Lines holding the word "layer" in the material below: count them and write the number alone.

※

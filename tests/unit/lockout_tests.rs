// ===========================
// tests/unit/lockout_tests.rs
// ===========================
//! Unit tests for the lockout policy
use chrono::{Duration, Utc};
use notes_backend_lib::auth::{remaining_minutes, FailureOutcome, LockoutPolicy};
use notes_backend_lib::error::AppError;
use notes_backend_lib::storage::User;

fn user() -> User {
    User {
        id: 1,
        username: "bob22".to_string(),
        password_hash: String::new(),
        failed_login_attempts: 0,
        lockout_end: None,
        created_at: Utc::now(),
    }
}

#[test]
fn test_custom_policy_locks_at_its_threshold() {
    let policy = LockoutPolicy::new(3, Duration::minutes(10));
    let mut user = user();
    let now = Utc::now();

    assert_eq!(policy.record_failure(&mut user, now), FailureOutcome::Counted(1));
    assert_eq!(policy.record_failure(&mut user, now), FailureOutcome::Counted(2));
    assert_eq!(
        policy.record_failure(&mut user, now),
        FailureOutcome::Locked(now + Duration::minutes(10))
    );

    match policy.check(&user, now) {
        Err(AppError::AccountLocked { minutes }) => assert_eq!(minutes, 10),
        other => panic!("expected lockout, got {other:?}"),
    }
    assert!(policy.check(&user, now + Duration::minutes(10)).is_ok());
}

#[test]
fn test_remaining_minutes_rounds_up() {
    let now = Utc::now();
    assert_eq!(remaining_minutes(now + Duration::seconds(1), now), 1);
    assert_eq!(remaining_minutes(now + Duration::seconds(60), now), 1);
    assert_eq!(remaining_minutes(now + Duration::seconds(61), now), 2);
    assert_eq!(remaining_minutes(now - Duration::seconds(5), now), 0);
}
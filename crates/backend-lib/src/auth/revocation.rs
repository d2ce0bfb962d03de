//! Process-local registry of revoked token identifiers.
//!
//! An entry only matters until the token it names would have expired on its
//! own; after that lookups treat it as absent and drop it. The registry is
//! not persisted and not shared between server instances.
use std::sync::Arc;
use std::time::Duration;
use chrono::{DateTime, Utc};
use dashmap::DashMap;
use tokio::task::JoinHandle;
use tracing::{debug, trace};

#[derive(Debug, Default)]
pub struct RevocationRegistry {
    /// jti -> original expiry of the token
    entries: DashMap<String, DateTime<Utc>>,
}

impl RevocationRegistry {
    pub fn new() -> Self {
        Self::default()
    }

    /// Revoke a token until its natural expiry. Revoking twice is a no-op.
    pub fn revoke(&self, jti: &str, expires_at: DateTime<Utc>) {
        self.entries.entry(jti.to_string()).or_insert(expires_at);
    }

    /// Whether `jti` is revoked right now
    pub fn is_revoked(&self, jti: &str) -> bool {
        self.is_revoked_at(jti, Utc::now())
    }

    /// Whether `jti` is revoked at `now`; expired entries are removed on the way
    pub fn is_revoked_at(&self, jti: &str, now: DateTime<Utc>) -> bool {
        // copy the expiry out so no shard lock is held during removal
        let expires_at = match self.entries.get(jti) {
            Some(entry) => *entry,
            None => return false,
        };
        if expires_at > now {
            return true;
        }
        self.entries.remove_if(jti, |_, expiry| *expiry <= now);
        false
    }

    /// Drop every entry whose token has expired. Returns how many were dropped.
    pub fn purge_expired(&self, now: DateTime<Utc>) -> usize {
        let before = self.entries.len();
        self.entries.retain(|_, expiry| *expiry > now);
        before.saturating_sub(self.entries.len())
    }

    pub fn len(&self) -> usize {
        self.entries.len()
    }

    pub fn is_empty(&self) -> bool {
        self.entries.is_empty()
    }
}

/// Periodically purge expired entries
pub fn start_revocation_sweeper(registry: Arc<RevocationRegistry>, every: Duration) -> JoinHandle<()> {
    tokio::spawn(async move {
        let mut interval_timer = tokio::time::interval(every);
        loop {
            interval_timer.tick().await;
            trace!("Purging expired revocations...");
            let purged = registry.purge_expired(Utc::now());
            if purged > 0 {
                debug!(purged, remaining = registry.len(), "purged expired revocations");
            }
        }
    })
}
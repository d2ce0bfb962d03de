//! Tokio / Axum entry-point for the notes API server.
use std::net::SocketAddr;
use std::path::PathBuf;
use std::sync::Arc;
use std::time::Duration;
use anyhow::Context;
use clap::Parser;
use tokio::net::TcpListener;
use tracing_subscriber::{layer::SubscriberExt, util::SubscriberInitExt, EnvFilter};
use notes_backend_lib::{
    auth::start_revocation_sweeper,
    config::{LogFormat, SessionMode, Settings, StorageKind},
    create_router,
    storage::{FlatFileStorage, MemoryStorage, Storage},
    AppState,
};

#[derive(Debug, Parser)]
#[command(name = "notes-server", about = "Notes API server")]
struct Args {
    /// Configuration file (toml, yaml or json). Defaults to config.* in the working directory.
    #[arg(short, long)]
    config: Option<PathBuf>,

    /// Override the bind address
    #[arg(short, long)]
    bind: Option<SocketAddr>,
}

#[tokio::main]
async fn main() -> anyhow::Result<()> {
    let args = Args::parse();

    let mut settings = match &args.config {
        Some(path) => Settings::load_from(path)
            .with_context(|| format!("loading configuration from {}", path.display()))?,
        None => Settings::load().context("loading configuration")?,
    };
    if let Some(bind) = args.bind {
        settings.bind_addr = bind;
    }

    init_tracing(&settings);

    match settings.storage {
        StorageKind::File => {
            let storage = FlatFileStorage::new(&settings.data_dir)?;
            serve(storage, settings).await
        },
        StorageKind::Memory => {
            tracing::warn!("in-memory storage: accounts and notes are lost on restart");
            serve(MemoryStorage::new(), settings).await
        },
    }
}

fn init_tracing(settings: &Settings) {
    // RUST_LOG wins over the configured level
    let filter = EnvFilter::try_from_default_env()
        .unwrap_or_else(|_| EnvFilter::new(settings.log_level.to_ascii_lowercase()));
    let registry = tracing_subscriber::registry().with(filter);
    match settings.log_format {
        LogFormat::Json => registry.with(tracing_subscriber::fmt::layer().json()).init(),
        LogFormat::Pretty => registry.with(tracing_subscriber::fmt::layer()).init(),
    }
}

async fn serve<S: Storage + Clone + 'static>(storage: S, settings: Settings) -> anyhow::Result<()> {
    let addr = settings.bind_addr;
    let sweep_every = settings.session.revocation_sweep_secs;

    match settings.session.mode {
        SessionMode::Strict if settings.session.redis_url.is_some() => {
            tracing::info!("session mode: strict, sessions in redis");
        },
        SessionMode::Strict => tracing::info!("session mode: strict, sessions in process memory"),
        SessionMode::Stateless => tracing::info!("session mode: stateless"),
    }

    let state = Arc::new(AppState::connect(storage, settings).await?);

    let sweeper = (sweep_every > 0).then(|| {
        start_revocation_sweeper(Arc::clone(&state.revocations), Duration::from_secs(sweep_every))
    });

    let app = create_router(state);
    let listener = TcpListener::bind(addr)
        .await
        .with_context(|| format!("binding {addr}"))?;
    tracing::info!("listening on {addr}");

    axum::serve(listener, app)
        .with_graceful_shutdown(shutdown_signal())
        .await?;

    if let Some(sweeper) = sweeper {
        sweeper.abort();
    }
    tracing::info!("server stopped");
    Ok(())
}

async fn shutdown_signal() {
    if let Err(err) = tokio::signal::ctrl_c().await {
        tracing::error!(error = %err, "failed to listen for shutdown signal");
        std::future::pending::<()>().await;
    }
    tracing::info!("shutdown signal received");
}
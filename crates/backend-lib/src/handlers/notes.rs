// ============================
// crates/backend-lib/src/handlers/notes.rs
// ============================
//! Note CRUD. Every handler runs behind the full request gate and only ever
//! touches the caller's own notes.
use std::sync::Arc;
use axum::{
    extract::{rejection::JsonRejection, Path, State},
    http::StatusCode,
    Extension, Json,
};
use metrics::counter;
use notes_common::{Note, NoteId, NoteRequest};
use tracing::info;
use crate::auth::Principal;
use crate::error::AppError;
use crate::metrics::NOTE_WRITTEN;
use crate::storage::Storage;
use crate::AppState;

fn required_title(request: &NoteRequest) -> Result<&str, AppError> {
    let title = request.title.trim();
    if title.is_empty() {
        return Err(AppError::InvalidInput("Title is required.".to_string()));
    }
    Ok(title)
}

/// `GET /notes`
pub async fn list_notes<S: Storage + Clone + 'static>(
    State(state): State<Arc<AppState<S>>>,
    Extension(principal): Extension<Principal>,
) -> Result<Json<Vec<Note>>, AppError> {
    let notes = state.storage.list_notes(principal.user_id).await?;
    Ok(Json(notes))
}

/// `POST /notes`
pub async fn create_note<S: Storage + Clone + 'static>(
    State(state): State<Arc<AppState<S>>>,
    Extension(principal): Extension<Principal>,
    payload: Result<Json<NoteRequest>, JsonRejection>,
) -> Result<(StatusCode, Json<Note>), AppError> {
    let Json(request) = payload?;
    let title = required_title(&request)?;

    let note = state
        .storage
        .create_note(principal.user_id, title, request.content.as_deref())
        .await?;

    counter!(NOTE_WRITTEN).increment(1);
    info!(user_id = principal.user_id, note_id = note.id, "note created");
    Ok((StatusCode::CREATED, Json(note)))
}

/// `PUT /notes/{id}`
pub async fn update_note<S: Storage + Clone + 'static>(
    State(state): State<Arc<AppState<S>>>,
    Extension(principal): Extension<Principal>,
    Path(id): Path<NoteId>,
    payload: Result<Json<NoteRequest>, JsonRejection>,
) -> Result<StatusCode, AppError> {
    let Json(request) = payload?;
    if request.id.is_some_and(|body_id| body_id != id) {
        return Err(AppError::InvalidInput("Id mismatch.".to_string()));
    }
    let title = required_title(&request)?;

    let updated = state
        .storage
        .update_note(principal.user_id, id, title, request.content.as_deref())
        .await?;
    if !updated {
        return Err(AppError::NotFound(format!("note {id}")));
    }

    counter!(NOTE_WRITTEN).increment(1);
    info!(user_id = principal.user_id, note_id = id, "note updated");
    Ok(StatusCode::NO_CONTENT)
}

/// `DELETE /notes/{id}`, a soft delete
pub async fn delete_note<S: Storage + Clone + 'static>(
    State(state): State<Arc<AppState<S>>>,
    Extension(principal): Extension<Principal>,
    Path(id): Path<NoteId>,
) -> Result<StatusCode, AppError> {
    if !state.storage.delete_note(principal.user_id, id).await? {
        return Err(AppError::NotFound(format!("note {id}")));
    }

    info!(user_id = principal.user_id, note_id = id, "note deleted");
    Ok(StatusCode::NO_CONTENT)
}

※

_Output for this task:_ 3